Etiology of community acquired pneumonia among children in India: prospective, cohort study

Joseph L Mathew; Sunit Singhi; Pallab Ray; Eva Hagel; Shanie Saghafian-Hedengren; Arun Bansal; Sofia Ygberg; Kushaljit Singh Sodhi; B V Ravi Kumar; Anna Nilsson

doi:10.7189/jogh.05.020418

Etiology of community acquired pneumonia among children in India: prospective, cohort study

J Glob Health. 2015 Dec;5(2):050418. doi: 10.7189/jogh.05.020418.

Authors

Affiliations

¹ Department of Pediatrics, PGIMER, Chandigarh, India.
² Department of Medical Microbiology, PGIMER, Chandigarh, India.
³ Department of Learning, Informatics, Management and Ethics, Karolinska Institutet, Stockholm, Sweden.
⁴ Dept of Women's and Children's Health, Karolinska Institutet, Stockholm, Sweden.
⁵ Department of Radiodiagnosis and Imaging, PGIMER Chandigarh, India.
⁶ Xcyton Diagnostics Pvt Ltd, Bangalore, India.

Abstract

Background: Childhood community acquired pneumonia (CAP) is a significant problem in developing countries, and confirmation of microbial etiology is important for individual, as well as public health.

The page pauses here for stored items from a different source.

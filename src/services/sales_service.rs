// src/services/sales_service.rs

use validator::Validate;

use crate::{
    common::error::AppError,
    db::Repositories,
    models::{
        finance::Transaction,
        sales::{NewSale, Sale, SaleDraft},
    },
};

#[derive(Clone)]
pub struct SalesService {
    repos: Repositories,
}

impl SalesService {
    pub fn new(repos: Repositories) -> Self {
        Self { repos }
    }

    /// Registra a venda: grava, baixa o estoque e lança a entrada no caixa.
    pub async fn create_sale(&self, mut new: NewSale) -> Result<(Sale, Transaction), AppError> {
        new.validate()?;

        // Itens sem descrição herdam a do produto
        for item in new.items.iter_mut().filter(|i| i.description.trim().is_empty()) {
            if let Some(product) = self.repos.products.get_product(&item.product_id).await? {
                item.description = product.description;
            }
        }

        let draft = SaleDraft::from_new(new)?;
        let (sale, transaction) = self.repos.sales.record_sale(draft).await?;
        tracing::info!(
            "🛒 Venda {} registrada: {} itens, total {}",
            sale.id,
            sale.items.len(),
            sale.total_value
        );
        Ok((sale, transaction))
    }

    pub async fn list_sales(&self) -> Result<Vec<Sale>, AppError> {
        self.repos.sales.list_sales().await
    }

    pub async fn get_sale(&self, id: &str) -> Result<Sale, AppError> {
        self.repos
            .sales
            .get_sale(id)
            .await?
            .ok_or_else(|| AppError::not_found("Venda"))
    }
}

#[cfg(test)]
mod tests {
    use super::*;
    use crate::{
        db::local::LocalStore,
        models::{
            finance::{TransactionType, CATEGORY_SALES},
            inventory::NewProduct,
            sales::{NewSaleItem, PaymentMethod, SaleStatus},
        },
    };
    use rust_decimal_macros::dec;

    #[tokio::test]
    async fn sale_decrements_stock_and_posts_income() {
        let repos = Repositories::local(LocalStore::in_memory());
        let service = SalesService::new(repos.clone());
        let product = repos
            .products
            .create_product(NewProduct {
                barcode: "789".into(),
                description: "Carregador 20W".into(),
                purchase_price: dec!(30),
                resale_price: dec!(59.90),
                stock_quantity: 10,
                image_url: String::new(),
                supplier: String::new(),
            })
            .await
            .unwrap();

        let (sale, transaction) = service
            .create_sale(NewSale {
                client_id: None,
                customer_name: "Balcão".into(),
                items: vec![NewSaleItem {
                    product_id: product.id.clone(),
                    description: String::new(),
                    quantity: 3,
                    unit_price: dec!(59.90),
                }],
                payment_method: PaymentMethod::Pix,
            })
            .await
            .unwrap();

        assert_eq!(sale.status, SaleStatus::Completed);
        assert_eq!(sale.total_value, dec!(179.70));
        assert_eq!(sale.items[0].description, "Carregador 20W");
        assert!(sale.id.starts_with("V-"));

        let product = repos.products.get_product(&product.id).await.unwrap().unwrap();
        assert_eq!(product.stock_quantity, 7);

        assert_eq!(transaction.transaction_type, TransactionType::Income);
        assert_eq!(transaction.amount, sale.total_value);
        assert_eq!(transaction.category, CATEGORY_SALES);
        assert_eq!(repos.transactions.list_transactions().await.unwrap().len(), 1);
        assert_eq!(service.get_sale(&sale.id).await.unwrap(), sale);
    }

    #[tokio::test]
    async fn sale_without_items_is_rejected() {
        let repos = Repositories::local(LocalStore::in_memory());
        let service = SalesService::new(repos.clone());

        let result = service
            .create_sale(NewSale {
                client_id: None,
                customer_name: "Balcão".into(),
                items: Vec::new(),
                payment_method: PaymentMethod::Money,
            })
            .await;

        assert!(matches!(result, Err(AppError::ValidationError(_))));
        assert!(repos.sales.list_sales().await.unwrap().is_empty());
        assert!(repos.transactions.list_transactions().await.unwrap().is_empty());
    }

    #[tokio::test]
    async fn oversized_price_is_rejected_before_anything_is_written() {
        let repos = Repositories::local(LocalStore::in_memory());
        let service = SalesService::new(repos.clone());

        let result = service
            .create_sale(NewSale {
                client_id: None,
                customer_name: "Balcão".into(),
                items: vec![NewSaleItem {
                    product_id: "1234".into(),
                    description: "Placa-mãe".into(),
                    quantity: 2,
                    unit_price: rust_decimal::Decimal::MAX,
                }],
                payment_method: PaymentMethod::Money,
            })
            .await;

        assert!(matches!(result, Err(AppError::InvalidInput(_))));
        assert!(repos.sales.list_sales().await.unwrap().is_empty());
        assert!(repos.transactions.list_transactions().await.unwrap().is_empty());
    }
}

However, there is paucity of data from a large cohort, examining multiple biological specimens for diverse pathogens (bacteria and viruses). The Community Acquired Pneumonia Etiology Study (CAPES) was designed to address this knowledge gap.

Methods: We enrolled children with CAP (based on WHO IMCI criteria of tachypnea with cough or breathing difficulty) over 24 consecutive months, and recorded presenting symptoms, risk factors, clinical signs, and chest radiography. We performed blood and nasopharyngeal aspirate (NPA) bacterial cultures, and serology (Mycoplasma pneumoniae, Chlamydophila pneumoniae). We also performed multiplex PCR for 25 bacterial/viral species in a subgroup representing 20% of the cohort. Children requiring endotracheal intubation underwent culture and PCR of bronchoalveolar lavage (BAL) specimens.

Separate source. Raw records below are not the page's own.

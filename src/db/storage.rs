// src/db/storage.rs

//! Contrato de acesso a dados, igual para os dois backends.
//!
//! Cada coleção tem a sua trait. O restante da aplicação só conhece o
//! [`Repositories`], montado uma única vez a partir da configuração; nenhum
//! código chamador decide qual backend está por trás.

use std::sync::Arc;

use async_trait::async_trait;
use sqlx::PgPool;

use crate::{
    common::error::AppError,
    db::{
        local::LocalStore, BudgetRepository, CatalogRepository, ClientRepository,
        FinanceRepository, InventoryRepository, SalesRepository, ServiceOrderRepository,
        SettingsRepository,
    },
    models::{
        budget::{BudgetRequest, NewBudget},
        catalog::ServiceCatalogItem,
        crm::{Client, NewClient},
        finance::{NewTransaction, Transaction},
        inventory::{NewProduct, Product},
        sales::{Sale, SaleDraft},
        service_order::{NewServiceOrder, ServiceOrder},
        settings::Settings,
    },
};

#[async_trait]
pub trait SettingsStorage: Send + Sync {
    /// Devolve a linha única, criando-a com os padrões se ainda não existir.
    async fn get_settings(&self) -> Result<Settings, AppError>;

    async fn save_settings(&self, settings: &Settings) -> Result<Settings, AppError>;
}

#[async_trait]
pub trait BudgetStorage: Send + Sync {
    /// Mais recentes primeiro.
    async fn list_budgets(&self) -> Result<Vec<BudgetRequest>, AppError>;

    async fn get_budget(&self, id: &str) -> Result<Option<BudgetRequest>, AppError>;

    async fn create_budget(&self, new: NewBudget) -> Result<BudgetRequest, AppError>;

    /// Upsert: substitui se o id existir, senão insere.
    async fn save_budget(&self, budget: &BudgetRequest) -> Result<BudgetRequest, AppError>;
}

#[async_trait]
pub trait ServiceOrderStorage: Send + Sync {
    async fn list_orders(&self) -> Result<Vec<ServiceOrder>, AppError>;

    async fn get_order(&self, id: &str) -> Result<Option<ServiceOrder>, AppError>;

    async fn create_order(&self, new: NewServiceOrder) -> Result<ServiceOrder, AppError>;

    async fn save_order(&self, order: &ServiceOrder) -> Result<ServiceOrder, AppError>;
}

#[async_trait]
pub trait ClientStorage: Send + Sync {
    async fn list_clients(&self) -> Result<Vec<Client>, AppError>;

    async fn get_client(&self, id: &str) -> Result<Option<Client>, AppError>;

    async fn create_client(&self, new: NewClient) -> Result<Client, AppError>;

    async fn save_client(&self, client: &Client) -> Result<Client, AppError>;
}

#[async_trait]
pub trait ProductStorage: Send + Sync {
    async fn list_products(&self) -> Result<Vec<Product>, AppError>;

    async fn get_product(&self, id: &str) -> Result<Option<Product>, AppError>;

    async fn create_product(&self, new: NewProduct) -> Result<Product, AppError>;

    /// Upsert que sempre renova o `updatedAt`.
    async fn save_product(&self, product: &Product) -> Result<Product, AppError>;

    /// Soma `delta` ao estoque (negativo = baixa). Não trava em zero.
    async fn adjust_stock(&self, id: &str, delta: i32) -> Result<Option<Product>, AppError>;

    /// Devolve `false` se o produto não existia.
    async fn delete_product(&self, id: &str) -> Result<bool, AppError>;
}

/// Lançamentos são imutáveis: não há update nem delete.
#[async_trait]
pub trait TransactionStorage: Send + Sync {
    async fn list_transactions(&self) -> Result<Vec<Transaction>, AppError>;

    async fn create_transaction(&self, new: NewTransaction) -> Result<Transaction, AppError>;

    /// Primeiro lançamento cuja descrição contém `needle`.
    async fn find_referencing(&self, needle: &str) -> Result<Option<Transaction>, AppError>;
}

#[async_trait]
pub trait SaleStorage: Send + Sync {
    async fn list_sales(&self) -> Result<Vec<Sale>, AppError>;

    async fn get_sale(&self, id: &str) -> Result<Option<Sale>, AppError>;

    /// Grava a venda, baixa o estoque de cada item e lança a entrada no caixa.
    async fn record_sale(&self, draft: SaleDraft) -> Result<(Sale, Transaction), AppError>;
}

#[async_trait]
pub trait ServiceCatalogStorage: Send + Sync {
    async fn list_catalog(&self) -> Result<Vec<ServiceCatalogItem>, AppError>;

    /// Upsert pelo código do serviço.
    async fn save_catalog_item(
        &self,
        item: ServiceCatalogItem,
    ) -> Result<ServiceCatalogItem, AppError>;

    /// Carga inicial; só grava se o catálogo estiver vazio. Devolve quantos entraram.
    async fn seed_catalog(&self, items: Vec<ServiceCatalogItem>) -> Result<usize, AppError>;
}

/// Conjunto de repositórios ativos.
#[derive(Clone)]
pub struct Repositories {
    pub settings: Arc<dyn SettingsStorage>,
    pub budgets: Arc<dyn BudgetStorage>,
    pub orders: Arc<dyn ServiceOrderStorage>,
    pub clients: Arc<dyn ClientStorage>,
    pub products: Arc<dyn ProductStorage>,
    pub transactions: Arc<dyn TransactionStorage>,
    pub sales: Arc<dyn SaleStorage>,
    pub catalog: Arc<dyn ServiceCatalogStorage>,
}

impl Repositories {
    /// Backend local: uma coleção JSON por chave.
    pub fn local(store: LocalStore) -> Self {
        let store = Arc::new(store);
        Self {
            settings: store.clone(),
            budgets: store.clone(),
            orders: store.clone(),
            clients: store.clone(),
            products: store.clone(),
            transactions: store.clone(),
            sales: store.clone(),
            catalog: store,
        }
    }

    /// Backend remoto: Postgres, ids gerados pelo banco.
    pub fn remote(pool: PgPool) -> Self {
        let inventory_repo = InventoryRepository::new(pool.clone());
        let finance_repo = FinanceRepository::new(pool.clone());

        Self {
            settings: Arc::new(SettingsRepository::new(pool.clone())),
            budgets: Arc::new(BudgetRepository::new(pool.clone())),
            orders: Arc::new(ServiceOrderRepository::new(pool.clone())),
            clients: Arc::new(ClientRepository::new(pool.clone())),
            products: Arc::new(inventory_repo.clone()),
            transactions: Arc::new(finance_repo.clone()),
            sales: Arc::new(SalesRepository::new(pool.clone(), inventory_repo, finance_repo)),
            catalog: Arc::new(CatalogRepository::new(pool)),
        }
    }
}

Findings: We enrolled 2345 children. NPA and blood cultures yielded bacteria in only 322 (13.7%) and 49 (2.1%) children respectively. In NPA, Streptococcus pneumoniae (79.1%) predominated, followed by Haemophilus influenzae (9.6%) and Staphylococcus aureus (6.8%). In blood, S. aureus (30.6%) dominated, followed by S. pneumoniae (20.4%) and Klebsiella pneumoniae (12.2%). M. pneumoniae and C. pneumoniae serology were positive in 4.3% and 1.1% respectively. Multiplex PCR in 428 NPA specimens identified organisms in 422 (98.6%); of these 352 (82.2%) had multiple organisms and only 70 (16.4%) had a single organism viz. S. pneumoniae: 35 (50%), Cytomegalovirus (CMV): 13 (18.6%), Respiratory Syncytial Virus (RSV): 9 (12.9%), other viruses: 6 (8.7%), S. aureus: 5 (7.1%), and H. influenzae: 2 (2.9%). BAL PCR (n = 30) identified single pathogens in 10 (S. pneumoniae-3, CMV-3, S. aureus-2, H. influenzae-2) and multiple pathogens in 18 children. There were 108 (4.6%) deaths. The pattern of pathogens identified did not correlate with pneumonia severity or mortality.

Conclusions: The majority of children with CAP have multiple pathogens (bacteria and viruses). S. pneumoniae and S. aureus predominate in NPA and blood respectively. CMV and RSV were the dominant respiratory viruses in NPA and BAL. The presence of multiple pathogens, especially organisms associated with nasopharyngeal carriage, precludes confirmation of a causal relationship in most cases.